(Records from a collection)
════
//! Bosque notebook kernel.
//!
//! Serves notebook requests over a JSON-lines transport.
//!
//! # Architecture
//!
//! The kernel consists of:
//! - **Session**: Owns the scratch workspace and runs cells through the bridge
//! - **Protocol**: Defines request, reply and broadcast message types
//! - **Transport**: Reads requests and writes messages, one JSON object per line
//! - **Kernel spec**: Registers the kernel with Jupyter

pub mod error;
pub mod kernelspec;
pub mod protocol;
pub mod session;
pub mod transport;

use bosque_core::compile::BridgeConfig;
use tokio::io::BufReader;

pub use error::{KernelError, KernelResult};
pub use kernelspec::{KernelSpec, default_kernels_dir, install};
pub use protocol::{IopubMessage, Reply, Request};
pub use session::{KernelSession, SessionState};
pub use transport::serve;

/// Start a session and serve it over stdin/stdout until shutdown.
pub async fn serve_stdio(config: BridgeConfig) -> KernelResult<()> {
    let (mut session, rx) = KernelSession::new(config)?;

    tracing::info!("Bosque kernel ready, reading requests from stdin");

    let reader = BufReader::new(tokio::io::stdin());
    let writer = tokio::io::stdout();

    let result = serve(&mut session, rx, reader, writer).await;

    // Transport errors still leave no scratch directory behind
    session.shutdown();
    result
}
════
Instructions to follow: Report every line of the entries that carries the word "stdin".

Completed task:
/// Start a session and serve it over stdin/stdout until shutdown.
    tracing::info!("Bosque kernel ready, reading requests from stdin");
    let reader = BufReader::new(tokio::io::stdin());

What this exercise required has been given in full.